(Stored records)

----

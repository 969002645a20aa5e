use serde::{Deserialize, Serialize};
use sqlx::FromRow;
use time::OffsetDateTime;
use uuid::Uuid;

/// User record in the database.
#[derive(Debug, Clone, Serialize, Deserialize, FromRow)]
pub struct User {
    pub id: Uuid,                     // unique user ID
    pub email: String,                // normalized (trimmed, lower-case) email
    #[serde(skip_serializing)]
    pub password_hash: String,        // Argon2 hash, not exposed in JSON
    pub created_at: OffsetDateTime,   // registration timestamp
}
pub(crate) mod dto;
pub mod handlers;
pub mod repo;
pub mod repo_types;
mod services;

use crate::state::AppState;
use axum::Router;

pub fn router() -> Router<AppState> {
    Router::new().merge(handlers::financial_routes())
}
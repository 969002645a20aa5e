use std::collections::BTreeMap;

use serde::{Deserialize, Serialize};
use time::OffsetDateTime;
use uuid::Uuid;

use crate::auth::{dto::PublicUser, repo_types::User};
use crate::error::{AppError, AppResult};
use crate::snapshots::repo::MonthlyFields;
use crate::snapshots::repo_types::{MonthKey, Snapshot, SnapshotFields};

/// Body of `/save-financial-data` and `/replace-financial-data`.
/// The owner is named by `userId` or `email`; `userId` wins if both are sent.
/// `monthlyAssets` must be present: on replace an empty object clears the
/// owner's data, a missing key is rejected.
#[derive(Debug, Deserialize)]
#[serde(rename_all = "camelCase")]
pub struct SaveFinancialDataRequest {
    #[serde(default)]
    pub email: Option<String>,
    #[serde(default)]
    pub user_id: Option<Uuid>,
    #[serde(default, with = "time::serde::rfc3339::option")]
    pub last_update: Option<OffsetDateTime>,
    pub monthly_assets: MonthlyFields,
}

impl SaveFinancialDataRequest {
    pub fn owner_reference(&self) -> AppResult<String> {
        match (&self.user_id, &self.email) {
            (Some(id), _) => Ok(id.to_string()),
            (None, Some(email)) if !email.trim().is_empty() => Ok(email.clone()),
            _ => Err(AppError::Validation("email or userId is required".into())),
        }
    }
}

/// Body of `PATCH /update-financial-data/:owner`.
#[derive(Debug, Deserialize)]
#[serde(rename_all = "camelCase")]
pub struct UpdateFinancialDataRequest {
    pub monthly_assets: MonthlyFields,
}

/// Answer to a write. Names the months written but never echoes amounts,
/// since writes are not password-checked.
#[derive(Debug, Serialize)]
#[serde(rename_all = "camelCase")]
pub struct WriteReceipt {
    pub user_id: Uuid,
    pub months: Vec<MonthKey>,
    #[serde(with = "time::serde::rfc3339")]
    pub last_update: OffsetDateTime,
}

impl WriteReceipt {
    pub fn new(owner: &User, months: impl IntoIterator<Item = MonthKey>, at: OffsetDateTime) -> Self {
        Self {
            user_id: owner.id,
            months: months.into_iter().collect(),
            last_update: at,
        }
    }
}

#[derive(Debug, Serialize)]
#[serde(rename_all = "camelCase")]
pub struct MonthlyAssets {
    #[serde(flatten)]
    pub fields: SnapshotFields,
    #[serde(with = "time::serde::rfc3339")]
    pub last_update: OffsetDateTime,
}

/// Financial payload returned by sign-in and every financial-data route.
#[derive(Debug, Serialize)]
#[serde(rename_all = "camelCase")]
pub struct FinancialDataResponse {
    pub user: PublicUser,
    #[serde(with = "time::serde::rfc3339::option")]
    pub last_update: Option<OffsetDateTime>,
    pub monthly_assets: BTreeMap<MonthKey, MonthlyAssets>,
}

impl FinancialDataResponse {
    pub fn new(user: &User, snapshots: Vec<Snapshot>) -> Self {
        let last_update = snapshots.iter().map(|s| s.last_update).max();
        let monthly_assets = snapshots
            .into_iter()
            .map(|s| {
                (
                    s.month_key,
                    MonthlyAssets {
                        fields: s.fields,
                        last_update: s.last_update,
                    },
                )
            })
            .collect();
        Self {
            user: PublicUser::from(user),
            last_update,
            monthly_assets,
        }
    }
}
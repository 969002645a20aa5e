use crate::state::AppState;
use axum::Router;

pub(crate) mod dto;
pub mod handlers;
mod password;
pub mod repo;
pub mod repo_types;
pub mod services;

pub fn router() -> Router<AppState> {
    Router::new().merge(handlers::auth_routes())
}
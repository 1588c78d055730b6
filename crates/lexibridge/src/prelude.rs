//! Prelude module for Lexibridge.
//!
//! Re-exports the most commonly used types for convenient importing:
//!
//! ```ignore
//! use lexibridge::prelude::*;
//! ```

// ============================================================================
// Shortcut Engine
// ============================================================================

pub use lexibridge_core::{
    ActionKind, ConflictCheck, DispatchTable, Key, KeyDownOutcome, KeyPress, Modifiers,
    NormalizedShortcut, RegisteredAction, SequenceDetector, ShortcutRecorder, ShortcutSpec,
};

// ============================================================================
// Fields and Selection
// ============================================================================

pub use crate::field::{
    DataTransfer, DocumentScope, EditIntent, EditSignal, EditableTarget, FieldSnapshot, FocusNode,
    PlainField, Resolution, SelectionDirection, SelectionOffsets, SignalResponse, TargetKind,
    WordDirection,
};

// ============================================================================
// Mutation and Dispatch
// ============================================================================

pub use crate::config::{ActionConfig, EngineConfig, ExtendModifier};
pub use crate::engine::{Dispatcher, KeyDisposition, Notifier, Transformer};
pub use crate::error::{BridgeError, MutationError, TransformError};
pub use crate::mutation::{InsertionStrategy, MutationPipeline, ReplaceScope};
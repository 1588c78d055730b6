//! Core systems for Lexibridge.
//!
//! This crate provides the shortcut engine underneath the Lexibridge text
//! dispatcher:
//!
//! - **Key Model**: physical keys and modifier sets ([`Key`], [`Modifiers`])
//! - **Normalization**: canonical shortcut strings with numpad folding and
//!   order-independent two-key combinations ([`ShortcutSpec`],
//!   [`NormalizedShortcut`])
//! - **Conflict Validation**: duplicate and prefix detection with owner
//!   attribution ([`conflict::check`])
//! - **Sequence Detection**: the per-document state machine that recognizes
//!   held-key two-key sequences ([`SequenceDetector`])
//! - **Dispatch Table**: a conflict-free shortcut → action mapping rebuilt
//!   from configuration ([`DispatchTable`])
//! - **Shortcut Capture**: incremental recording for settings surfaces
//!   ([`ShortcutRecorder`])
//!
//! Everything here is pure and synchronous; the async operation driver and
//! all host-surface knowledge live in the `lexibridge` crate.
//!
//! # Example
//!
//! ```
//! use lexibridge_core::{
//!     ActionKind, DispatchTable, Key, KeyDownOutcome, KeyPress, Modifiers,
//!     RegisteredAction, SequenceDetector,
//! };
//!
//! let table = DispatchTable::build(vec![RegisteredAction {
//!     shortcut: "Ctrl+Alt+T".parse().unwrap(),
//!     action_id: "translate".into(),
//!     display_name: "Translate".into(),
//!     kind: ActionKind::Translation,
//! }])
//! .unwrap();
//!
//! let mut detector = SequenceDetector::new();
//! let outcome = detector.key_down(KeyPress::new(Key::T, Modifiers::CTRL_ALT), &table);
//! assert!(matches!(outcome, KeyDownOutcome::Dispatch(_)));
//! ```

pub mod conflict;
mod dispatch;
mod error;
mod keys;
pub mod logging;
mod recorder;
mod sequence;
mod shortcut;

pub use conflict::ConflictCheck;
pub use dispatch::{ActionKind, DispatchTable, RegisteredAction, RegistryError};
pub use error::{CoreError, Result};
pub use keys::{Key, KeyPress, Modifiers};
pub use recorder::ShortcutRecorder;
pub use sequence::{KeyDownOutcome, SequenceDetector};
pub use shortcut::{NormalizedShortcut, ShortcutParseError, ShortcutSpec, MAX_SHORTCUT_KEYS};

// The engine's value types cross the content-script boundary freely.
static_assertions::assert_impl_all!(NormalizedShortcut: Send, Sync);
static_assertions::assert_impl_all!(RegisteredAction: Send, Sync);
static_assertions::assert_impl_all!(DispatchTable: Send, Sync);
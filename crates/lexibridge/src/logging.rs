//! Logging facilities for the text engine.
//!
//! The shortcut-engine targets live in `lexibridge_core::logging`; these
//! cover the host-surface side. Install a `tracing` subscriber in the host
//! application to see logs.

/// Target names for log filtering.
pub mod targets {
    /// Focus resolution through shadow hosts.
    pub const FOCUS: &str = "lexibridge::focus";
    /// Mutation pipeline attempts and verification.
    pub const MUTATION: &str = "lexibridge::mutation";
    /// Word-boundary selection.
    pub const WORDSEL: &str = "lexibridge::wordsel";
    /// Operation dispatch and lifecycle.
    pub const ENGINE: &str = "lexibridge::engine";
}
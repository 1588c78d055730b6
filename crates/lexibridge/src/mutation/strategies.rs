//! Insertion strategies.
//!
//! Host surfaces differ in which mutation mechanism they honor: some respect
//! a structured edit command, some only consume paste-like signals, and some
//! frameworks listen for the raw mutation-event pair and reconcile their own
//! document model. Each mechanism is one [`InsertionStrategy`]; the pipeline
//! tries them in a fixed order and verifies the surface after each attempt.

use crate::field::{DataTransfer, EditIntent, EditSignal, EditableTarget, SignalResponse};

/// What a single strategy attempt reported.
///
/// The attempt outcome says how the delivery went; whether the text actually
/// landed is decided separately by the pipeline's verification step.
#[derive(Debug, Clone, Copy, PartialEq, Eq)]
pub enum AttemptOutcome {
    /// The host canceled the pre-mutation signal, claiming the insertion for
    /// itself. No further strategies may touch the surface: pushing more
    /// events at a host that claimed the edit risks double insertion.
    HostClaimed,
    /// The strategy delivered its mechanism to the surface.
    Delivered,
    /// The surface does not support this mechanism at all.
    Unsupported,
}

/// A single insertion mechanism with a uniform attempt interface.
pub trait InsertionStrategy {
    /// Short name used in logs and failure messages.
    fn name(&self) -> &'static str;

    /// Try to insert `text` at the target's current selection.
    fn attempt(&self, target: &mut dyn EditableTarget, text: &str) -> AttemptOutcome;
}

// =============================================================================
// Strategy 1: Structured edit signal
// =============================================================================

/// Pre-mutation intent signal, then a direct structured replacement command,
/// then the post-mutation signal.
pub struct StructuredEditStrategy;

impl InsertionStrategy for StructuredEditStrategy {
    fn name(&self) -> &'static str {
        "structured-edit"
    }

    fn attempt(&self, target: &mut dyn EditableTarget, text: &str) -> AttemptOutcome {
        let intent = EditIntent::InsertText {
            text: text.to_string(),
        };

        if target.dispatch_edit(&EditSignal::BeforeInput(intent.clone())) == SignalResponse::Canceled
        {
            return AttemptOutcome::HostClaimed;
        }

        let supported = target.exec_insert_text(text);
        target.dispatch_edit(&EditSignal::Input(intent));

        if supported {
            AttemptOutcome::Delivered
        } else {
            AttemptOutcome::Unsupported
        }
    }
}

// =============================================================================
// Strategy 2: Clipboard-style signal
// =============================================================================

/// A synthesized paste-like signal carrying the text in an in-memory transfer
/// object. The OS clipboard is never involved, so no permission is required.
pub struct ClipboardSignalStrategy;

impl InsertionStrategy for ClipboardSignalStrategy {
    fn name(&self) -> &'static str {
        "clipboard-signal"
    }

    fn attempt(&self, target: &mut dyn EditableTarget, text: &str) -> AttemptOutcome {
        target.dispatch_edit(&EditSignal::Paste(DataTransfer::plain_text(text)));
        AttemptOutcome::Delivered
    }
}

// =============================================================================
// Strategy 3: Raw mutation-event pair
// =============================================================================

/// Pre- and post-mutation signals only, for hosts that consume these events
/// directly and perform the insertion themselves.
pub struct RawEventStrategy;

impl InsertionStrategy for RawEventStrategy {
    fn name(&self) -> &'static str {
        "raw-events"
    }

    fn attempt(&self, target: &mut dyn EditableTarget, text: &str) -> AttemptOutcome {
        let intent = EditIntent::InsertText {
            text: text.to_string(),
        };

        if target.dispatch_edit(&EditSignal::BeforeInput(intent.clone())) == SignalResponse::Canceled
        {
            return AttemptOutcome::HostClaimed;
        }
        target.dispatch_edit(&EditSignal::Input(intent));
        AttemptOutcome::Delivered
    }
}

/// The default strategy order: structured edit, clipboard-style signal, raw
/// event pair.
pub fn default_strategies() -> Vec<Box<dyn InsertionStrategy>> {
    vec![
        Box::new(StructuredEditStrategy),
        Box::new(ClipboardSignalStrategy),
        Box::new(RawEventStrategy),
    ]
}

----

WHAT TO WORK ON: Please give back, exactly as it stands above, the stretch from the line with "detection with owner" through the line with "static_assertions::assert_impl_all!(DispatchTable: Send, Sync);", and no line outside it.

ANSWER TO THIS PROBLEM:
//! - **Conflict Validation**: duplicate and prefix detection with owner
//!   attribution ([`conflict::check`])
//! - **Sequence Detection**: the per-document state machine that recognizes
//!   held-key two-key sequences ([`SequenceDetector`])
//! - **Dispatch Table**: a conflict-free shortcut → action mapping rebuilt
//!   from configuration ([`DispatchTable`])
//! - **Shortcut Capture**: incremental recording for settings surfaces
//!   ([`ShortcutRecorder`])
//!
//! Everything here is pure and synchronous; the async operation driver and
//! all host-surface knowledge live in the `lexibridge` crate.
//!
//! # Example
//!
//! ```
//! use lexibridge_core::{
//!     ActionKind, DispatchTable, Key, KeyDownOutcome, KeyPress, Modifiers,
//!     RegisteredAction, SequenceDetector,
//! };
//!
//! let table = DispatchTable::build(vec![RegisteredAction {
//!     shortcut: "Ctrl+Alt+T".parse().unwrap(),
//!     action_id: "translate".into(),
//!     display_name: "Translate".into(),
//!     kind: ActionKind::Translation,
//! }])
//! .unwrap();
//!
//! let mut detector = SequenceDetector::new();
//! let outcome = detector.key_down(KeyPress::new(Key::T, Modifiers::CTRL_ALT), &table);
//! assert!(matches!(outcome, KeyDownOutcome::Dispatch(_)));
//! ```

pub mod conflict;
mod dispatch;
mod error;
mod keys;
pub mod logging;
mod recorder;
mod sequence;
mod shortcut;

pub use conflict::ConflictCheck;
pub use dispatch::{ActionKind, DispatchTable, RegisteredAction, RegistryError};
pub use error::{CoreError, Result};
pub use keys::{Key, KeyPress, Modifiers};
pub use recorder::ShortcutRecorder;
pub use sequence::{KeyDownOutcome, SequenceDetector};
pub use shortcut::{NormalizedShortcut, ShortcutParseError, ShortcutSpec, MAX_SHORTCUT_KEYS};

// The engine's value types cross the content-script boundary freely.
static_assertions::assert_impl_all!(NormalizedShortcut: Send, Sync);
static_assertions::assert_impl_all!(RegisteredAction: Send, Sync);
static_assertions::assert_impl_all!(DispatchTable: Send, Sync);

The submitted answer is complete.